▶ [What the task asks] For the string "filename", state how many lines of the data hold it. Give nothing besides the number.

Source data
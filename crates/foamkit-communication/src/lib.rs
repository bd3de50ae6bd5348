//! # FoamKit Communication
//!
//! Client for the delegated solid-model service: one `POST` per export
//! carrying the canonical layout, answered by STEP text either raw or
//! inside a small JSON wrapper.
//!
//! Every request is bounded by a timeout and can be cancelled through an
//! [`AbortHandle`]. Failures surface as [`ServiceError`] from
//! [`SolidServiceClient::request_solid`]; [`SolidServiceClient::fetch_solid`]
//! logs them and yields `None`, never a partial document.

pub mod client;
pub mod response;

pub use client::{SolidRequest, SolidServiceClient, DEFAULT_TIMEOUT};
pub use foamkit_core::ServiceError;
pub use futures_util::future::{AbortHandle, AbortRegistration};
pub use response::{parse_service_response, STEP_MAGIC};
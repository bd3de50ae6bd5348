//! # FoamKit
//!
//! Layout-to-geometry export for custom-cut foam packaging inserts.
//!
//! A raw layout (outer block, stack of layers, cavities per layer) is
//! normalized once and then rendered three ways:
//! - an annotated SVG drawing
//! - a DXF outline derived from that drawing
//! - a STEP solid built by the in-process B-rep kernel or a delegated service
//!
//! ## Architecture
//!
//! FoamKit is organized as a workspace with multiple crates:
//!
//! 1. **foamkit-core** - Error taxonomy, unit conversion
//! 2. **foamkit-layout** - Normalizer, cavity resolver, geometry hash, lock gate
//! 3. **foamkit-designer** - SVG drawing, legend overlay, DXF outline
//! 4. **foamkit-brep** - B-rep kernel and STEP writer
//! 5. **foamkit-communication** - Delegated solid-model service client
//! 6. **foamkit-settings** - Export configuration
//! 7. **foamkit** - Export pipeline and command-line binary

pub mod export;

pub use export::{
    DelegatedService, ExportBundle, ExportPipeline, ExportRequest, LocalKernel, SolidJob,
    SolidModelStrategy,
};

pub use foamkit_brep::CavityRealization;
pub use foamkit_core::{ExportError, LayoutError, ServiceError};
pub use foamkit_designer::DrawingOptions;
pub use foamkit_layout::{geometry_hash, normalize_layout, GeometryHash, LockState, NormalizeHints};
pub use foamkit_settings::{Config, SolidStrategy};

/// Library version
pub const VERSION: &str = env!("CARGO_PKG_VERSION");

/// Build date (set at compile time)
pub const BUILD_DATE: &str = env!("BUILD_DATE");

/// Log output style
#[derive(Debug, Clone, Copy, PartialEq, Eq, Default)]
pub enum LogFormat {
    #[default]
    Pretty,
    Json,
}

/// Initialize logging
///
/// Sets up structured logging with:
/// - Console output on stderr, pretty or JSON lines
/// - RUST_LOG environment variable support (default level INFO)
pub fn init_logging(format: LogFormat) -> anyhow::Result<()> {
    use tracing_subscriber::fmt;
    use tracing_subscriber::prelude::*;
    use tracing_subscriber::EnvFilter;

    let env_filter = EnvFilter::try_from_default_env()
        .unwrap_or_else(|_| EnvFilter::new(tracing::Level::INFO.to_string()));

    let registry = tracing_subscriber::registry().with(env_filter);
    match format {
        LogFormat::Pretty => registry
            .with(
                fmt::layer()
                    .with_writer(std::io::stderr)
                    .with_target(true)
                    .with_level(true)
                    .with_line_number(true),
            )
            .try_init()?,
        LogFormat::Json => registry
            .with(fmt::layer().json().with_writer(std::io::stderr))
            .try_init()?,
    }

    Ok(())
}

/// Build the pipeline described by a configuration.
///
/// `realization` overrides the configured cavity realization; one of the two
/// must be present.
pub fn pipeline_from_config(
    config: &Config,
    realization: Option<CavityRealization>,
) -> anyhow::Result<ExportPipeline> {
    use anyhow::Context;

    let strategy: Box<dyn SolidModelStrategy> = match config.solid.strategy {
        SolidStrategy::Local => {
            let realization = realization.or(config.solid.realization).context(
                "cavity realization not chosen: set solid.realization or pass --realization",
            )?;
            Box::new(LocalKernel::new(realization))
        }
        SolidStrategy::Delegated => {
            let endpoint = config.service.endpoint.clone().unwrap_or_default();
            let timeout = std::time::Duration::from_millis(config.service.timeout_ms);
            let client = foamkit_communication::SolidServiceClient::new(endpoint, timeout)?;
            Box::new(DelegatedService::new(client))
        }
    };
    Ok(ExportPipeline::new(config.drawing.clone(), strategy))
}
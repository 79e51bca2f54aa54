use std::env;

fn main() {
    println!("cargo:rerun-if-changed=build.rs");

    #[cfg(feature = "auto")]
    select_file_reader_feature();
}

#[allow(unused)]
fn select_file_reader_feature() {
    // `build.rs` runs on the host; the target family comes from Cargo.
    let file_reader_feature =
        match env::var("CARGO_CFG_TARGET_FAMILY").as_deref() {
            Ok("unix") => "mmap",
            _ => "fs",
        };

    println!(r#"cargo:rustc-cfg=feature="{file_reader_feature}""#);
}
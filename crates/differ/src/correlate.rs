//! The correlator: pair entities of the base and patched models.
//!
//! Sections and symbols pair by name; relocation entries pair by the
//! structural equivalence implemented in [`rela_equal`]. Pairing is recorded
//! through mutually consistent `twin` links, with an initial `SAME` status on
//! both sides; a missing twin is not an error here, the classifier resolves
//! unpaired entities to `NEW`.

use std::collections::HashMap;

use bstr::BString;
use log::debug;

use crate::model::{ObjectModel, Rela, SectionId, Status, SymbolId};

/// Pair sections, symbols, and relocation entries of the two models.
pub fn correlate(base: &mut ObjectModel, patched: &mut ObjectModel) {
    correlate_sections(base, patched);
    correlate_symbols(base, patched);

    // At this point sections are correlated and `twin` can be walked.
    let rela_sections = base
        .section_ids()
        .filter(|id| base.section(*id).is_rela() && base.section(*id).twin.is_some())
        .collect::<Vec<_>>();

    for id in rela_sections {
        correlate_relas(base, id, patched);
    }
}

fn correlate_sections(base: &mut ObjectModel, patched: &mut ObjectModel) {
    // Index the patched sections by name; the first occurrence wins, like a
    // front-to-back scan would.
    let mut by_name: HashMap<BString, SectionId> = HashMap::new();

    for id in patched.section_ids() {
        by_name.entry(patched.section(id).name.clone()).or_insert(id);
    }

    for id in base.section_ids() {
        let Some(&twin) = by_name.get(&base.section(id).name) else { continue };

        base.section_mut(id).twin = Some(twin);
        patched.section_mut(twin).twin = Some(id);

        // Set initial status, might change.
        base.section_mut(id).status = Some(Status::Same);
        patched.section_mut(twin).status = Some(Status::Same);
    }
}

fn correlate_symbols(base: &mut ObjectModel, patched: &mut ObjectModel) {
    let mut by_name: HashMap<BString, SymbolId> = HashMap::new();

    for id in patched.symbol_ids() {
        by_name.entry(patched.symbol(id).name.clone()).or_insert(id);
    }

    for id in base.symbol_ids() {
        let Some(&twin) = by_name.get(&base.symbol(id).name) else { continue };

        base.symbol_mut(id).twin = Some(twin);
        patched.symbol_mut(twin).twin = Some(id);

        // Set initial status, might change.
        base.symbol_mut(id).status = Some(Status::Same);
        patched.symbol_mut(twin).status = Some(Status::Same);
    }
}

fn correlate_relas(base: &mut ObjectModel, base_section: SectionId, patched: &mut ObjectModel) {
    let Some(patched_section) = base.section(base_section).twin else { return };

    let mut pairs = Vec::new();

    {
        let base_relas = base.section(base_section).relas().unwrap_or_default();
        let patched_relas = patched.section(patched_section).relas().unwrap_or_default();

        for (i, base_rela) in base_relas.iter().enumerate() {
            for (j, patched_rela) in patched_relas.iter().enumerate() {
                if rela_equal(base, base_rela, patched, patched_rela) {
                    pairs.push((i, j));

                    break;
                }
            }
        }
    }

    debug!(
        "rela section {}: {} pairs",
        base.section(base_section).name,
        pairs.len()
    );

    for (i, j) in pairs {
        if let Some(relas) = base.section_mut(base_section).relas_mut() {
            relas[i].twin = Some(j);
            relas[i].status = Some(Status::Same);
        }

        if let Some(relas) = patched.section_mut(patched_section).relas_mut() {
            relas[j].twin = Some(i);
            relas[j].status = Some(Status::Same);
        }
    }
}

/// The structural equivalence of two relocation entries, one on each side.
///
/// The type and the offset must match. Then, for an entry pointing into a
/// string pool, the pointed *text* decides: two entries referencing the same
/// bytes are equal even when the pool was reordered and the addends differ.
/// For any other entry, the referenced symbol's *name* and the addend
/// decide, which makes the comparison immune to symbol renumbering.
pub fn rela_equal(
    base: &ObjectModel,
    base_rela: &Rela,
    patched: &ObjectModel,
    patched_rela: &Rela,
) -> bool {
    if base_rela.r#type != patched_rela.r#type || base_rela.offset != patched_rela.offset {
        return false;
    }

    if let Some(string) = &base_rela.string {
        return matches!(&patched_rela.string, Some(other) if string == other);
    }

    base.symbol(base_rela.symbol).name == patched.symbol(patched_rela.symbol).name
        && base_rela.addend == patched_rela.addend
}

▶ [Response to this task] 2